Pourquoi avoir accepté d’être l’un des ambassadeurs de cette exposition ?

Père Eric Morin : Le partenariat proposé au collège des Bernardins m’a semblé intéressant. Le public est invité à visiter l’exposition avec l’éclairage théologique d’un ambassadeur qui a aussi une certaine expérience du dialogue inter-religieux.

Qu’est-ce qui est pour vous essentiel dans Lieux saints partagés ?

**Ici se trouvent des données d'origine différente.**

#[cfg(test)]
mod tests {
    use super::*;
    use proptest::prelude::*;
    use sim_core::PlayerKind;

    fn d(v: i64) -> Decimal {
        Decimal::new(v, 0)
    }

    fn roster(n: u32, cfg: &GameConfig) -> Vec<PlayerState> {
        (1..=n)
            .map(|i| {
                let mut p = PlayerState::new(PlayerId(i), format!("p{i}"), format!("T{i}"), PlayerKind::Human, cfg);
                p.stockpile[Resource::GreenPoison] = d(10);
                p
            })
            .collect()
    }

    fn req(a: u32, t: u32, r: Resource) -> RaidRequest {
        RaidRequest {
            attacker: PlayerId(a),
            target: PlayerId(t),
            resource: r,
        }
    }

    #[test]
    fn two_raiders_split_three_units_and_destroy_one() {
        let mut cfg = GameConfig::default();
        cfg.raid_loot_per_attacker = d(2);
        let mut players = roster(3, &cfg);
        players[2].stockpile[Resource::BlueGems] = d(3);

        let reqs = [req(1, 3, Resource::BlueGems), req(2, 3, Resource::BlueGems)];
        let out = resolve_raids(&reqs, &players, &cfg, 4);
        assert_eq!(out.groups.len(), 1);
        let g = &out.groups[0];
        assert_eq!(g.demanded, d(4));
        assert_eq!(g.actual_loot, d(3));
        assert_eq!(g.per_raider, d(1));
        assert_eq!(g.destroyed, d(1));
        assert!(out.news.iter().any(|n| n.kind == NewsKind::LostInChaos));

        apply_raid_outcome(&mut players, &out, &cfg);
        assert_eq!(players[2].stockpile[Resource::BlueGems], d(0));
        assert_eq!(players[0].protected_stockpile[Resource::BlueGems], d(1));
        assert_eq!(players[1].protected_stockpile[Resource::BlueGems], d(1));
        assert_eq!(players[0].stockpile[Resource::GreenPoison], d(8));
        assert_eq!(players[1].stockpile[Resource::GreenPoison], d(8));
        assert_eq!(players[2].stockpile[Resource::GreenPoison], d(10));
    }

    #[test]
    fn attacker_without_fuel_fails_without_blocking_others() {
        let cfg = GameConfig::default();
        let mut players = roster(3, &cfg);
        players[0].stockpile[Resource::GreenPoison] = d(1);
        players[2].stockpile[Resource::RedRubies] = d(20);

        let reqs = [req(1, 3, Resource::RedRubies), req(2, 3, Resource::RedRubies)];
        let out = resolve_raids(&reqs, &players, &cfg, 1);
        assert_eq!(out.fuel_spent, vec![(PlayerId(2), d(2))]);
        assert_eq!(out.groups[0].attackers, vec![PlayerId(2)]);
        assert_eq!(out.groups[0].per_raider, d(5));
        assert!(out
            .news
            .iter()
            .any(|n| n.kind == NewsKind::RaidNoFuel && n.player == Some(PlayerId(1))));

        apply_raid_outcome(&mut players, &out, &cfg);
        assert_eq!(players[0].stockpile[Resource::GreenPoison], d(1));
        assert_eq!(players[2].stockpile[Resource::RedRubies], d(15));
    }

    #[test]
    fn self_and_unknown_targets_are_failed_raids_without_cost() {
        let cfg = GameConfig::default();
        let players = roster(2, &cfg);
        let reqs = [req(1, 1, Resource::BlueGems), req(2, 99, Resource::BlueGems)];
        let out = resolve_raids(&reqs, &players, &cfg, 1);
        assert!(out.fuel_spent.is_empty());
        assert!(out.groups.is_empty());
        assert_eq!(out.news.iter().filter(|n| n.kind == NewsKind::RaidFailed).count(), 2);
    }

    #[test]
    fn empty_victim_costs_fuel_and_is_logged_as_failure() {
        let cfg = GameConfig::default();
        let mut players = roster(2, &cfg);
        let out = resolve_raids(&[req(1, 2, Resource::WhiteDiamonds)], &players, &cfg, 2);
        assert_eq!(out.groups[0].actual_loot, d(0));
        assert!(out.news.iter().any(|n| n.kind == NewsKind::RaidFailed));
        apply_raid_outcome(&mut players, &out, &cfg);
        assert_eq!(players[0].stockpile[Resource::GreenPoison], d(8));
    }

    #[test]
    fn fuel_checks_use_the_pre_raid_snapshot() {
        // p1 raids p2's fuel while p2 raids p3; p2's check must not see p1's raid.
        let cfg = GameConfig::default();
        let mut players = roster(3, &cfg);
        players[1].stockpile[Resource::GreenPoison] = d(3);
        players[2].stockpile[Resource::BlueGems] = d(10);
        let reqs = [req(1, 2, Resource::GreenPoison), req(2, 3, Resource::BlueGems)];
        let out = resolve_raids(&reqs, &players, &cfg, 1);
        assert_eq!(out.fuel_spent.len(), 2);
        // p2 had 3, burned 2 attacking, so only 1 is left to steal
        let g = out.groups.iter().find(|g| g.target == PlayerId(2)).unwrap();
        assert_eq!(g.actual_loot, d(1));

        apply_raid_outcome(&mut players, &out, &cfg);
        assert_eq!(players[1].stockpile[Resource::GreenPoison], d(0));
        assert_eq!(players[0].protected_stockpile[Resource::GreenPoison], d(1));
        assert_eq!(players[1].protected_stockpile[Resource::BlueGems], d(5));

        let reversed = [reqs[1], reqs[0]];
        let out2 = resolve_raids(&reversed, &players_before(&cfg), &cfg, 1);
        assert_eq!(out2.groups, out.groups);
    }

    fn players_before(cfg: &GameConfig) -> Vec<PlayerState> {
        let mut players = roster(3, cfg);
        players[1].stockpile[Resource::GreenPoison] = d(3);
        players[2].stockpile[Resource::BlueGems] = d(10);
        players
    }

    #[test]
    fn defense_shields_part_of_the_stock() {
        let cfg = GameConfig::default();
        let mut players = roster(4, &cfg);
        players[3].stockpile[Resource::RedRubies] = d(10);
        players[3].upgrades.defense = 3;
        let reqs = [
            req(1, 4, Resource::RedRubies),
            req(2, 4, Resource::RedRubies),
            req(3, 4, Resource::RedRubies),
        ];
        let out = resolve_raids(&reqs, &players, &cfg, 1);
        // 30% shielded: 7 lootable, 2 each, 1 destroyed
        let g = &out.groups[0];
        assert_eq!(g.actual_loot, d(7));
        assert_eq!(g.per_raider, d(2));
        assert_eq!(g.destroyed, d(1));
    }

    #[test]
    fn fractional_game_splits_to_one_decimal() {
        let mut cfg = GameConfig::default();
        cfg.quantity_scale = 1;
        cfg.raid_loot_per_attacker = d(2);
        let mut players = roster(4, &cfg);
        players[3].stockpile[Resource::BlueGems] = Decimal::new(31, 1);
        let reqs = [
            req(1, 4, Resource::BlueGems),
            req(2, 4, Resource::BlueGems),
            req(3, 4, Resource::BlueGems),
        ];
        let g = resolve_raids(&reqs, &players, &cfg, 1).groups.remove(0);
        assert_eq!(g.actual_loot, Decimal::new(31, 1));
        assert_eq!(g.per_raider, Decimal::new(10, 1));
        assert_eq!(g.destroyed, Decimal::new(1, 1));
    }

    proptest! {
        #[test]
        fn loot_accounting_balances(
            stock in 0i64..40,
            fuel in proptest::collection::vec(0i64..5, 5),
            loot in 0i64..8,
        ) {
            let mut cfg = GameConfig::default();
            cfg.raid_loot_per_attacker = d(loot);
            let mut players = roster(6, &cfg);
            players[5].stockpile[Resource::WhiteDiamonds] = d(stock);
            for (i, f) in fuel.iter().enumerate() {
                players[i].stockpile[Resource::GreenPoison] = d(*f);
            }
            let reqs: Vec<RaidRequest> = (1..=5).map(|a| req(a, 6, Resource::WhiteDiamonds)).collect();
            let out = resolve_raids(&reqs, &players, &cfg, 1);

            let valid = fuel.iter().filter(|f| d(**f) >= cfg.raid_cost).count();
            prop_assert_eq!(out.fuel_spent.len(), valid);
            for g in &out.groups {
                let n = Decimal::from(g.attackers.len() as u64);
                prop_assert_eq!(g.per_raider * n + g.destroyed, g.actual_loot);
                prop_assert!(g.actual_loot <= g.pre_raid_stock);
                prop_assert!(g.destroyed >= Decimal::ZERO);
            }

            let before = players.clone();
            apply_raid_outcome(&mut players, &out, &cfg);
            for (p, b) in players.iter().zip(&before) {
                for r in Resource::ALL {
                    prop_assert!(p.stockpile[r] >= Decimal::ZERO);
                }
                let spent = out.fuel_spent.iter().filter(|(a, _)| *a == p.id).count();
                if p.id != PlayerId(6) {
                    prop_assert_eq!(
                        b.stockpile[Resource::GreenPoison] - p.stockpile[Resource::GreenPoison],
                        cfg.raid_cost * Decimal::from(spent as u64)
                    );
                }
            }
        }
    }
}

L’exposition montre, me semble-t-il, que la sainteté est contagieuse, par-delà les religions. Quand un homme fait le bien autour de lui, on vient le voir, car la sainteté fascine, séduit. Et au saint, on ne demande pas ses papiers ! Les lieux partagés sont souvent liés à ces hommes dont le rayonnement a transcendé leur propre religion. Je pense à Élie, le prophète commun aux trois religions du Livre, célébré au mont Carmel. Ou à Nikos Stavroulakis, ce rabbin qui a restauré en Crête une synagogue ouverte aux autres religions.

Ces lieux saints juifs, musulmans ou chrétiens fréquentés par d’autres religions ne sont pas des phénomènes isolés. Ils sont populaires : c’est le peuple qui les fréquente. Et pourtant, ces sanctuaires sont méconnus. En garants de la tradition les chefs religieux n'ont pas intérêt à populariser ces lieux mélangés.

Vous êtes théologien catholique. Que raconterez-vous aux visiteurs qui vous suivront ?

Je vais rechercher les textes permettant d’approfondir certains sujets. Pour ce qui concerne les lieux saints partagés d’Israël, ce ne devrait pas être trop dur, j’ai passé un an à Jérusalem. J’aimerais aussi retrouver le texte qui fait référence aux « sept dormants d’Éphèse ». L’histoire de ces saints qui auraient dormi des siècles est commune aux chrétiens et aux musulmans. Elle est à l’origine du pèlerinage islamo-chrétien du « pardon des sept saints », lancé en Bretagne par Louis Massignon, dont les musulmans dirent qu’il était « le plus grand musulman parmi les chrétiens et le plus grand chrétien parmi les musulmans ».

J’aimerais évoquer l’importance du dialogue inter-religieux. Outre Massignon, l’exposition présente d’autres figures qui y ont œuvré, comme André Chouraqui, traducteur de la Bible et du Coran. Ce sera l’occasion aussi de rappeler le chemin parcouru par l’Église catholique. Il y a 31 ans le pape Jean-Paul II engageait une forme inédite de dialogue inter-religieux en invitant les autres confessions à la Rencontre d’Assise.

Y a-t-il eu pour vous des découvertes ?

Il y a Lampedusa. Cette île au large de la Sicile est entrée dans l’actualité il y a quelques années avec l’arrivée régulière de migrants. L’exposition montre que Lampedusa était déjà une île sanctuaire voilà plusieurs siècles, un lieu où chrétiens et musulmans se rencontraient. Cela fait résonner autrement l’actualité.